TRAFFIC – Wildlife Trade News | September 3, 2020
BANGKOK, THAILAND: A new study released today highlights key developments in conservation legislation, outlines some of the innovative social and behaviour change communication (SBCC) research projects and campaigns, and explores illegal wildlife seizures made across Southeast Asia and China in 2019. It builds on earlier studies carried out in the same regions in 2017 and 2018 and was compiled by TRAFFIC under the USAID Wildlife Asia Activity.
The new study highlights some exciting legal changes that took place in 2019, including the introduction in Thailand of the groundbreaking Wildlife Conservation and Protection Act B.E. 2562 (2019). This landmark piece of legislation includes a new category for non-native, CITES-listed species as “controlled”, and significantly increased the maximum penalties for infractions involving species listed in the Act.
“This represents a significant step forward in strengthening legislation vital to the enforcement and prevention of the wildlife trade, and it is hoped that this will encourage other countries in the region to follow suit,” says the report.
In 2019, there were 82 reported pangolin seizures, which were seized in or linked to the focal countries, involving a total of 155,795 kg of pangolin products. This is significantly higher than in 2018 although, this is at least partly due to the greater number of data sources available in 2019, a common factor across all 2019 totals. Ethiopia to China appeared to be an increasingly used as a trafficking route for pangolins in 2019, with Viet Nam the most commonly reported end destination.

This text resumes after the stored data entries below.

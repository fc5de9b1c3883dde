use serde::Deserialize;
use serde::Serialize;

use crate::DocumentId;
use crate::EdgeKind;
use crate::Identifier;

/// The kind of recoverable problem found while building a course.
#[derive(Debug, Clone, PartialEq, Eq, Serialize, Deserialize)]
#[non_exhaustive]
pub enum DiagnosticKind {
	/// The metadata block could not be read; declared lists are empty.
	MalformedMetadata { line: usize, reason: String },
	/// A declared token does not have the `kind:value` shape.
	InvalidToken { field: String, token: String },
	/// A `level`/`scenario` gate uses a value outside the vocabulary.
	InvalidSelector {
		dimension: String,
		value: String,
		line: usize,
	},
	/// The identifier was already provided by `previous`; the later
	/// document now owns it.
	DuplicateProvider {
		identifier: Identifier,
		previous: DocumentId,
	},
	/// A leaf component whose document was excluded from discovery.
	ExcludedComponent,
	/// The file could not be read and was left out of the corpus.
	Unreadable { reason: String },
	/// The file is not valid UTF-8; invalid bytes were replaced.
	InvalidEncoding,
	/// No document provides the identifier, so the edge was dropped.
	UnsatisfiedIdentifier {
		identifier: Identifier,
		edge: EdgeKind,
		referenced_by: Vec<DocumentId>,
	},
}

/// A warning attached to a single document. Never aborts a run.
#[derive(Debug, Clone, PartialEq, Eq, Serialize, Deserialize)]
pub struct CourseDiagnostic {
	/// The document the warning is about.
	pub document: DocumentId,
	pub kind: DiagnosticKind,
}

impl CourseDiagnostic {
	pub fn new(document: impl Into<DocumentId>, kind: DiagnosticKind) -> Self {
		Self {
			document: document.into(),
			kind,
		}
	}

	/// Human-readable message for this diagnostic.
	pub fn message(&self) -> String {
		match &self.kind {
			DiagnosticKind::MalformedMetadata { line, reason } => {
				format!("malformed metadata block at line {line}: {reason}")
			}
			DiagnosticKind::InvalidToken { field, token } => {
				format!("`{token}` in `{field}` is not a `kind:value` identifier")
			}
			DiagnosticKind::InvalidSelector {
				dimension,
				value,
				line,
			} => format!("invalid {dimension} selector `{value}` at line {line}"),
			DiagnosticKind::DuplicateProvider {
				identifier,
				previous,
			} => format!("`{identifier}` is already provided by `{previous}`, overriding"),
			DiagnosticKind::ExcludedComponent => {
				"component is selected by the unit configuration but its document was excluded from \
				 discovery"
					.to_string()
			}
			DiagnosticKind::Unreadable { reason } => {
				format!("document could not be read and is skipped: {reason}")
			}
			DiagnosticKind::InvalidEncoding => {
				"document is not valid UTF-8, invalid bytes were replaced".to_string()
			}
			DiagnosticKind::UnsatisfiedIdentifier {
				identifier,
				edge,
				referenced_by,
			} => format!(
				"{edge} identifier `{identifier}` has no provider (referenced by {})",
				referenced_by.join(", ")
			),
		}
	}

	/// Log through `tracing` and hand the diagnostic back for collection.
	pub(crate) fn emit(self) -> Self {
		tracing::warn!(document = %self.document, "{}", self.message());
		self
	}
}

In the five target countries covered in the report, a total of 552 kg of tiger products, were seized in 2019, together with items whose weight was not recorded, and included 98 bottles of tiger wine. This was significantly higher than in 2018. Once again, Viet Nam was identified as a key country in the smuggling of tiger parts en route to China. A concerning finding was a number of incidents involving tiger bone products trafficked from South Africa to Hong Kong SAR.
A total of 380 seizures of elephant products, involving 48,217 kg of ivory, were recorded in 2019 linked to the five target countries. In addition, 60 kg of elephant skin and an unspecified amount of bone and hair was also seized. This is significantly higher—a four-fold increase—over 2018.
“Online trading is playing an increasingly important role in the illegal wildlife trade,” says the report, adding that “Another important finding is the high number of seizures that took place on the ivory trafficking route from Japan to China.”
A total of 34 seizures of rhino products either took place in the focal countries or were linked to them. A total of 519 kg of rhino products were seized, significantly higher than in 2018, which the report notes is “indicative of a possible upward trend in poaching and demand for rhino horn.” Once again, Viet Nam emerged as a prominent country in the illegal trade and end-use demand for rhino horn and an important part of the trafficking route to China.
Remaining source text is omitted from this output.